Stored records
____

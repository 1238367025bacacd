//! Exclusive ownership of one hardware unit.
//!
//! A [`DeviceSession`] is the only way to reach an opened device. It
//! claims the unit for the whole process, routes every driver call
//! through the [`ErrorReporter`], and halts and frees the device when
//! closed or dropped.

use crate::error::DeviceError;
use crate::report::{ErrorReporter, StatusPolicy, StatusProbe};
use std::collections::HashSet;
use std::sync::{Mutex, OnceLock, PoisonError};

/// Opaque identifier of an allocated hardware unit.
#[derive(Debug, Clone, Copy, PartialEq, Eq, Hash)]
pub struct DeviceHandle(u64);

impl DeviceHandle {
    pub fn new(raw: u64) -> Self {
        Self(raw)
    }

    pub fn raw(self) -> u64 {
        self.0
    }
}

/// Lifecycle surface every device driver provides.
///
/// Calls do not return a status; the session asks the driver's
/// [`StatusProbe`] right after each one.
pub trait DeviceDriver: StatusProbe {
    /// Device class name used in logs and in the per-process claim.
    const KIND: &'static str;

    /// Allocate `unit`. The handle is only considered held when the
    /// status check that follows succeeds.
    fn open(&mut self, unit: u32) -> DeviceHandle;

    /// Stop any activity on the device.
    fn halt(&mut self, handle: DeviceHandle);

    /// Release the device. The handle is invalid afterwards.
    fn free(&mut self, handle: DeviceHandle);
}

static CLAIMS: OnceLock<Mutex<HashSet<(&'static str, u32)>>> = OnceLock::new();

fn claims() -> &'static Mutex<HashSet<(&'static str, u32)>> {
    CLAIMS.get_or_init(|| Mutex::new(HashSet::new()))
}

/// Process-wide reservation of one physical unit.
#[derive(Debug)]
struct UnitClaim {
    kind: &'static str,
    unit: u32,
}

impl UnitClaim {
    fn acquire(kind: &'static str, unit: u32) -> Result<Self, DeviceError> {
        let mut held = claims().lock().unwrap_or_else(PoisonError::into_inner);
        if !held.insert((kind, unit)) {
            return Err(DeviceError::Busy { kind, unit });
        }
        Ok(Self { kind, unit })
    }
}

impl Drop for UnitClaim {
    fn drop(&mut self) {
        claims()
            .lock()
            .unwrap_or_else(PoisonError::into_inner)
            .remove(&(self.kind, self.unit));
    }
}

/// An opened device plus the driver that talks to it.
pub struct DeviceSession<D: DeviceDriver> {
    driver: D,
    handle: Option<DeviceHandle>,
    reporter: ErrorReporter,
    unit: u32,
    claim: Option<UnitClaim>,
}

impl<D: DeviceDriver> DeviceSession<D> {
    /// Claim and allocate `unit`. On failure nothing is held: the claim
    /// is released and the driver is not asked to free anything.
    pub fn open(mut driver: D, unit: u32, policy: StatusPolicy) -> Result<Self, DeviceError> {
        let claim = UnitClaim::acquire(D::KIND, unit)?;
        let reporter = ErrorReporter::new(policy);

        let handle = driver.open(unit);
        reporter.check(&mut driver, "open device")?;

        tracing::info!(kind = D::KIND, unit, handle = handle.raw(), "device opened");

        Ok(Self {
            driver,
            handle: Some(handle),
            reporter,
            unit,
            claim: Some(claim),
        })
    }

    /// Run one driver call against the held handle and check its status.
    pub fn call<T>(
        &mut self,
        operation: &'static str,
        f: impl FnOnce(&mut D, DeviceHandle) -> T,
    ) -> Result<T, DeviceError> {
        let handle = self.handle.ok_or(DeviceError::SessionClosed)?;
        let value = f(&mut self.driver, handle);
        self.reporter.check(&mut self.driver, operation)?;
        Ok(value)
    }

    /// Halt then free the device. Safe to call any number of times;
    /// only the first call touches the hardware.
    pub fn close(&mut self) {
        let Some(handle) = self.handle.take() else {
            return;
        };

        tracing::info!(kind = D::KIND, unit = self.unit, "closing device");

        self.driver.halt(handle);
        if let Err(e) = self.reporter.check(&mut self.driver, "halt device") {
            tracing::warn!(kind = D::KIND, error = %e, "halt failed; freeing anyway");
        }

        self.driver.free(handle);
        if let Err(e) = self.reporter.check(&mut self.driver, "free device") {
            tracing::warn!(kind = D::KIND, error = %e, "free failed");
        }

        self.claim = None;
    }

    pub fn is_open(&self) -> bool {
        self.handle.is_some()
    }

    pub fn driver(&self) -> &D {
        &self.driver
    }
}

impl<D: DeviceDriver> Drop for DeviceSession<D> {
    fn drop(&mut self) {
        self.close();
    }
}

____

Return all the data above, unaltered and complete.

> _Task answer_:
repository 1238367025bacacd
//! Exclusive ownership of one hardware unit.
//!
//! A [`DeviceSession`] is the only way to reach an opened device. It
//! claims the unit for the whole process, routes every driver call
//! through the [`ErrorReporter`], and halts and frees the device when
//! closed or dropped.

use crate::error::DeviceError;
use crate::report::{ErrorReporter, StatusPolicy, StatusProbe};
use std::collections::HashSet;
use std::sync::{Mutex, OnceLock, PoisonError};

/// Opaque identifier of an allocated hardware unit.
#[derive(Debug, Clone, Copy, PartialEq, Eq, Hash)]
pub struct DeviceHandle(u64);

impl DeviceHandle {
    pub fn new(raw: u64) -> Self {
        Self(raw)
    }

    pub fn raw(self) -> u64 {
        self.0
    }
}

/// Lifecycle surface every device driver provides.
///
/// Calls do not return a status; the session asks the driver's
/// [`StatusProbe`] right after each one.
pub trait DeviceDriver: StatusProbe {
    /// Device class name used in logs and in the per-process claim.
    const KIND: &'static str;

    /// Allocate `unit`. The handle is only considered held when the
    /// status check that follows succeeds.
    fn open(&mut self, unit: u32) -> DeviceHandle;

    /// Stop any activity on the device.
    fn halt(&mut self, handle: DeviceHandle);

    /// Release the device. The handle is invalid afterwards.
    fn free(&mut self, handle: DeviceHandle);
}

static CLAIMS: OnceLock<Mutex<HashSet<(&'static str, u32)>>> = OnceLock::new();

fn claims() -> &'static Mutex<HashSet<(&'static str, u32)>> {
    CLAIMS.get_or_init(|| Mutex::new(HashSet::new()))
}

/// Process-wide reservation of one physical unit.
#[derive(Debug)]
struct UnitClaim {
    kind: &'static str,
    unit: u32,
}

impl UnitClaim {
    fn acquire(kind: &'static str, unit: u32) -> Result<Self, DeviceError> {
        let mut held = claims().lock().unwrap_or_else(PoisonError::into_inner);
        if !held.insert((kind, unit)) {
            return Err(DeviceError::Busy { kind, unit });
        }
        Ok(Self { kind, unit })
    }
}

impl Drop for UnitClaim {
    fn drop(&mut self) {
        claims()
            .lock()
            .unwrap_or_else(PoisonError::into_inner)
            .remove(&(self.kind, self.unit));
    }
}

/// An opened device plus the driver that talks to it.
pub struct DeviceSession<D: DeviceDriver> {
    driver: D,
    handle: Option<DeviceHandle>,
    reporter: ErrorReporter,
    unit: u32,
    claim: Option<UnitClaim>,
}

impl<D: DeviceDriver> DeviceSession<D> {
    /// Claim and allocate `unit`. On failure nothing is held: the claim
    /// is released and the driver is not asked to free anything.
    pub fn open(mut driver: D, unit: u32, policy: StatusPolicy) -> Result<Self, DeviceError> {
        let claim = UnitClaim::acquire(D::KIND, unit)?;
        let reporter = ErrorReporter::new(policy);

        let handle = driver.open(unit);
        reporter.check(&mut driver, "open device")?;

        tracing::info!(kind = D::KIND, unit, handle = handle.raw(), "device opened");

        Ok(Self {
            driver,
            handle: Some(handle),
            reporter,
            unit,
            claim: Some(claim),
        })
    }

    /// Run one driver call against the held handle and check its status.
    pub fn call<T>(
        &mut self,
        operation: &'static str,
        f: impl FnOnce(&mut D, DeviceHandle) -> T,
    ) -> Result<T, DeviceError> {
        let handle = self.handle.ok_or(DeviceError::SessionClosed)?;
        let value = f(&mut self.driver, handle);
        self.reporter.check(&mut self.driver, operation)?;
        Ok(value)
    }

    /// Halt then free the device. Safe to call any number of times;
    /// only the first call touches the hardware.
    pub fn close(&mut self) {
        let Some(handle) = self.handle.take() else {
            return;
        };

        tracing::info!(kind = D::KIND, unit = self.unit, "closing device");

        self.driver.halt(handle);
        if let Err(e) = self.reporter.check(&mut self.driver, "halt device") {
            tracing::warn!(kind = D::KIND, error = %e, "halt failed; freeing anyway");
        }

        self.driver.free(handle);
        if let Err(e) = self.reporter.check(&mut self.driver, "free device") {
            tracing::warn!(kind = D::KIND, error = %e, "free failed");
        }

        self.claim = None;
    }

    pub fn is_open(&self) -> bool {
        self.handle.is_some()
    }

    pub fn driver(&self) -> &D {
        &self.driver
    }
}

impl<D: DeviceDriver> Drop for DeviceSession<D> {
    fn drop(&mut self) {
        self.close();
    }
}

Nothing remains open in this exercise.